Kirkus Reviews QR Code
SLIMY UNDERBELLY by Kevin J. Anderson

SLIMY UNDERBELLY

by Kevin J. Anderson

Pub Date: Aug. 26th, 2014
ISBN: 978-1-61773-114-3
Publisher: Kensington

Dan Chambeaux, zombie private eye (Hair Raising, 2013, etc.), once again juggles a series of cases as deftly as if he were equipped with the same tireless tentacles as his chief suspect.

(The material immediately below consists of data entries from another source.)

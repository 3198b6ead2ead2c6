// SPDX-License-Identifier: MIT OR Apache-2.0
//! Port definitions for node inputs/outputs.

use crate::node::NodeId;
use serde::{Deserialize, Serialize};
use std::fmt;

/// Handle to an input port: owning node plus port index
#[derive(Debug, Clone, Copy, PartialEq, Eq, Hash, Serialize, Deserialize)]
pub struct InputRef {
    /// Owning node
    pub node: NodeId,
    /// Index into the node's inputs
    pub index: usize,
}

impl InputRef {
    /// Create a new input handle
    pub fn new(node: NodeId, index: usize) -> Self {
        Self { node, index }
    }
}

impl fmt::Display for InputRef {
    fn fmt(&self, f: &mut fmt::Formatter<'_>) -> fmt::Result {
        write!(f, "{}.in[{}]", self.node, self.index)
    }
}

/// Handle to an output port: owning node plus port index
#[derive(Debug, Clone, Copy, PartialEq, Eq, Hash, Serialize, Deserialize)]
pub struct OutputRef {
    /// Owning node
    pub node: NodeId,
    /// Index into the node's outputs
    pub index: usize,
}

impl OutputRef {
    /// Create a new output handle
    pub fn new(node: NodeId, index: usize) -> Self {
        Self { node, index }
    }
}

impl fmt::Display for OutputRef {
    fn fmt(&self, f: &mut fmt::Formatter<'_>) -> fmt::Result {
        write!(f, "{}.out[{}]", self.node, self.index)
    }
}

/// Either kind of port handle, for diagnostics
#[derive(Debug, Clone, Copy, PartialEq, Eq, Hash, Serialize, Deserialize)]
pub enum PortRef {
    /// An input port
    Input(InputRef),
    /// An output port
    Output(OutputRef),
}

impl fmt::Display for PortRef {
    fn fmt(&self, f: &mut fmt::Formatter<'_>) -> fmt::Result {
        match self {
            Self::Input(input) => input.fmt(f),
            Self::Output(output) => output.fmt(f),
        }
    }
}

impl From<InputRef> for PortRef {
    fn from(input: InputRef) -> Self {
        Self::Input(input)
    }
}

impl From<OutputRef> for PortRef {
    fn from(output: OutputRef) -> Self {
        Self::Output(output)
    }
}

/// Port direction
#[derive(Debug, Clone, Copy, PartialEq, Eq, Serialize, Deserialize)]
pub enum PortDirection {
    /// Input port
    Input,
    /// Output port
    Output,
    /// Direction-less port; only connects to another direction-less port
    None,
}

impl PortDirection {
    /// Check whether a port with this direction may feed a port with `target`
    pub fn can_feed(self, target: PortDirection) -> bool {
        matches!(
            (self, target),
            (Self::Output, Self::Input) | (Self::None, Self::None)
        )
    }
}

/// Data type that can flow through ports
#[derive(Debug, Clone, PartialEq, Eq, Hash, Serialize, Deserialize)]
pub enum PortType {
    /// Execution flow
    Exec,
    /// Boolean value
    Bool,
    /// Integer value
    Int,
    /// Floating point value
    Float,
    /// 2D vector
    Vector2,
    /// 3D vector
    Vector3,
    /// 4D vector
    Vector4,
    /// Color (RGBA)
    Color,
    /// String value
    String,
    /// Any type (for generic nodes)
    Any,
    /// Custom type
    Custom(String),
}

impl PortType {
    /// Check if a value of this type may be assigned to a port of type `target`
    ///
    /// Assignability is directional: a `Float` output may feed a `Vector3`
    /// input (splatted), but a `Vector3` output may not feed a `Float` input.
    pub fn is_assignable_to(&self, target: &PortType) -> bool {
        if matches!(self, Self::Any) || matches!(target, Self::Any) {
            return true;
        }

        if self == target {
            return true;
        }

        match (self, target) {
            (Self::Int, Self::Float) | (Self::Float, Self::Int) => true,
            (Self::Float, Self::Vector2 | Self::Vector3 | Self::Vector4) => true,
            (Self::Vector2, Self::Vector3 | Self::Vector4) => true,
            (Self::Vector3, Self::Vector4) => true,
            (Self::Color, Self::Vector4) | (Self::Vector4, Self::Color) => true,
            _ => false,
        }
    }
}

/// Value that can be stored in a port
#[derive(Debug, Clone, PartialEq, Serialize, Deserialize)]
pub enum PortValue {
    /// Boolean
    Bool(bool),
    /// Integer
    Int(i32),
    /// Float
    Float(f32),
    /// 2D vector
    Vector2([f32; 2]),
    /// 3D vector
    Vector3([f32; 3]),
    /// 4D vector
    Vector4([f32; 4]),
    /// Color
    Color([f32; 4]),
    /// String
    String(String),
}

impl PortValue {
    /// Get the port type for this value
    pub fn port_type(&self) -> PortType {
        match self {
            Self::Bool(_) => PortType::Bool,
            Self::Int(_) => PortType::Int,
            Self::Float(_) => PortType::Float,
            Self::Vector2(_) => PortType::Vector2,
            Self::Vector3(_) => PortType::Vector3,
            Self::Vector4(_) => PortType::Vector4,
            Self::Color(_) => PortType::Color,
            Self::String(_) => PortType::String,
        }
    }

    /// Check whether this value may be stored in a port declared as `port_type`
    pub fn fits(&self, port_type: &PortType) -> bool {
        matches!(port_type, PortType::Any) || self.port_type() == *port_type
    }

    /// Convert into the representation of `target`
    ///
    /// Returns `None` when the conversion is not one of the implicit
    /// conversions allowed by [`PortType::is_assignable_to`].
    pub fn convert_to(&self, target: &PortType) -> Option<PortValue> {
        if self.fits(target) {
            return Some(self.clone());
        }

        let converted = match (self, target) {
            (Self::Int(v), PortType::Float) => Self::Float(*v as f32),
            (Self::Float(v), PortType::Int) => Self::Int(v.round() as i32),
            (Self::Float(v), PortType::Vector2) => Self::Vector2([*v; 2]),
            (Self::Float(v), PortType::Vector3) => Self::Vector3([*v; 3]),
            (Self::Float(v), PortType::Vector4) => Self::Vector4([*v; 4]),
            (Self::Vector2([x, y]), PortType::Vector3) => Self::Vector3([*x, *y, 0.0]),
            (Self::Vector2([x, y]), PortType::Vector4) => Self::Vector4([*x, *y, 0.0, 0.0]),
            (Self::Vector3([x, y, z]), PortType::Vector4) => Self::Vector4([*x, *y, *z, 0.0]),
            (Self::Color(c), PortType::Vector4) => Self::Vector4(*c),
            (Self::Vector4(v), PortType::Color) => Self::Color(*v),
            _ => return None,
        };
        Some(converted)
    }

    /// Read as a float, widening integers
    pub fn as_float(&self) -> Option<f32> {
        match self {
            Self::Float(v) => Some(*v),
            Self::Int(v) => Some(*v as f32),
            _ => None,
        }
    }

    /// Read as a boolean
    pub fn as_bool(&self) -> Option<bool> {
        match self {
            Self::Bool(b) => Some(*b),
            _ => None,
        }
    }
}

/// Declaration of a port on a node type
#[derive(Debug, Clone, Serialize, Deserialize)]
pub struct PortSpec {
    /// Port name
    pub name: String,
    /// Port direction
    pub direction: PortDirection,
    /// Data type
    pub port_type: PortType,
    /// Default value (for inputs)
    pub default_value: Option<PortValue>,
}

impl PortSpec {
    /// Create a new input port
    pub fn input(name: impl Into<String>, port_type: PortType) -> Self {
        Self {
            name: name.into(),
            direction: PortDirection::Input,
            port_type,
            default_value: None,
        }
    }

    /// Create a new output port
    pub fn output(name: impl Into<String>, port_type: PortType) -> Self {
        Self {
            name: name.into(),
            direction: PortDirection::Output,
            port_type,
            default_value: None,
        }
    }

    /// Set the default value
    pub fn with_default(mut self, value: PortValue) -> Self {
        self.default_value = Some(value);
        self
    }

    /// Make the port direction-less
    pub fn wildcard(mut self) -> Self {
        self.direction = PortDirection::None;
        self
    }
}

/// Input port instance on a node
#[derive(Debug, Clone, Serialize, Deserialize)]
pub struct InputPort {
    /// Port name
    pub name: String,
    /// Port direction
    pub direction: PortDirection,
    /// Declared type
    pub port_type: PortType,
    /// Local value used while unconnected
    pub default_value: Option<PortValue>,
    /// Source output, at most one
    pub(crate) connection: Option<OutputRef>,
}

impl InputPort {
    /// Instantiate from a declaration
    pub fn from_spec(spec: &PortSpec) -> Self {
        Self {
            name: spec.name.clone(),
            direction: spec.direction,
            port_type: spec.port_type.clone(),
            default_value: spec.default_value.clone(),
            connection: None,
        }
    }

    /// Source output this input is wired to
    pub fn connection(&self) -> Option<OutputRef> {
        self.connection
    }

    /// Check if the input has a live connection
    pub fn is_connected(&self) -> bool {
        self.connection.is_some()
    }
}

/// Output port instance on a node
#[derive(Debug, Clone, Serialize, Deserialize)]
pub struct OutputPort {
    /// Port name
    pub name: String,
    /// Port direction
    pub direction: PortDirection,
    /// Declared type
    pub port_type: PortType,
    /// Target inputs fed by this output
    pub(crate) connections: Vec<InputRef>,
    /// Value from the last successful calculation
    pub(crate) value: Option<PortValue>,
}

impl OutputPort {
    /// Instantiate from a declaration
    pub fn from_spec(spec: &PortSpec) -> Self {
        Self {
            name: spec.name.clone(),
            direction: spec.direction,
            port_type: spec.port_type.clone(),
            connections: Vec::new(),
            value: None,
        }
    }

    /// Inputs fed by this output
    pub fn connections(&self) -> &[InputRef] {
        &self.connections
    }

    /// Cached value, unset until the owning node calculates
    pub fn value(&self) -> Option<&PortValue> {
        self.value.as_ref()
    }
}

#[cfg(test)]
mod tests {
    use super::*;

    #[test]
    fn test_assignability_is_directional() {
        assert!(PortType::Float.is_assignable_to(&PortType::Vector3));
        assert!(!PortType::Vector3.is_assignable_to(&PortType::Float));
        assert!(PortType::Vector2.is_assignable_to(&PortType::Vector4));
        assert!(!PortType::Vector4.is_assignable_to(&PortType::Vector2));
        assert!(!PortType::Bool.is_assignable_to(&PortType::String));
    }

    #[test]
    fn test_any_accepts_everything() {
        assert!(PortType::Custom("Mesh".into()).is_assignable_to(&PortType::Any));
        assert!(PortType::Any.is_assignable_to(&PortType::Exec));
        assert!(!PortType::Custom("Mesh".into()).is_assignable_to(&PortType::Custom("Pose".into())));
    }

    #[test]
    fn test_value_conversion() {
        assert_eq!(
            PortValue::Int(4).convert_to(&PortType::Float),
            Some(PortValue::Float(4.0))
        );
        assert_eq!(
            PortValue::Float(2.0).convert_to(&PortType::Vector3),
            Some(PortValue::Vector3([2.0, 2.0, 2.0]))
        );
        assert_eq!(
            PortValue::Bool(true).convert_to(&PortType::Any),
            Some(PortValue::Bool(true))
        );
        assert_eq!(PortValue::String("x".into()).convert_to(&PortType::Float), None);
    }

    #[test]
    fn test_direction_roles() {
        assert!(PortDirection::Output.can_feed(PortDirection::Input));
        assert!(PortDirection::None.can_feed(PortDirection::None));
        assert!(!PortDirection::Input.can_feed(PortDirection::Output));
        assert!(!PortDirection::Output.can_feed(PortDirection::None));
    }
}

In the Unnatural Quarter, it’s either a feast or an orgy of malefactors. Just as Chambeaux & Deyer’s former client, frog demon Lurrm, is celebrating the opening of the Recompose Spa, his smartly refurbished zombie bathhouse, the competition between Alastair Cumulus III and Chambeaux’s client Thunder Dick over which of them will be elected head of the Weather Wizards Fraternal Order breaks into open warfare, as each wizard stoops to new lows to undermine the other. Mr. Bignome, head of a ring of garden gnomes that robs flower shops, compounds his felonies by stealing the glorious baritone voice of Stentor, the ogre opera star who’s frantic that he’ll get fired by The Phantom of the Opera. Twelve-year-old junior mad scientist Jody Caligari seizes the moment to ask Chambeaux to take on a pro bono case: overturning his eviction from the underground lab he’d rented from fearsome Ah’Chulhu, the demon sewer landlord who’s the richly tentacled half-breed son of a pair of Senior Citizen Gods. Ah’Chulhu, it turns out, has a tentacle in most every one of Chambeaux’s current cases—which may make them easier to solve but certainly doesn’t make them any less dangerous. An appended bonus story, “Stakeout at the Vampire Circus,” reminds you that the best parts of Chambeaux’s waggish adventures are often the early chapters, before the normal zaniness of the Unnatural Quarter gets clogged with criminal mischief.

Anderson’s obviously found his niche. Readers who share it will be in zombie heaven, or wherever zombies would go if there were life after undeath.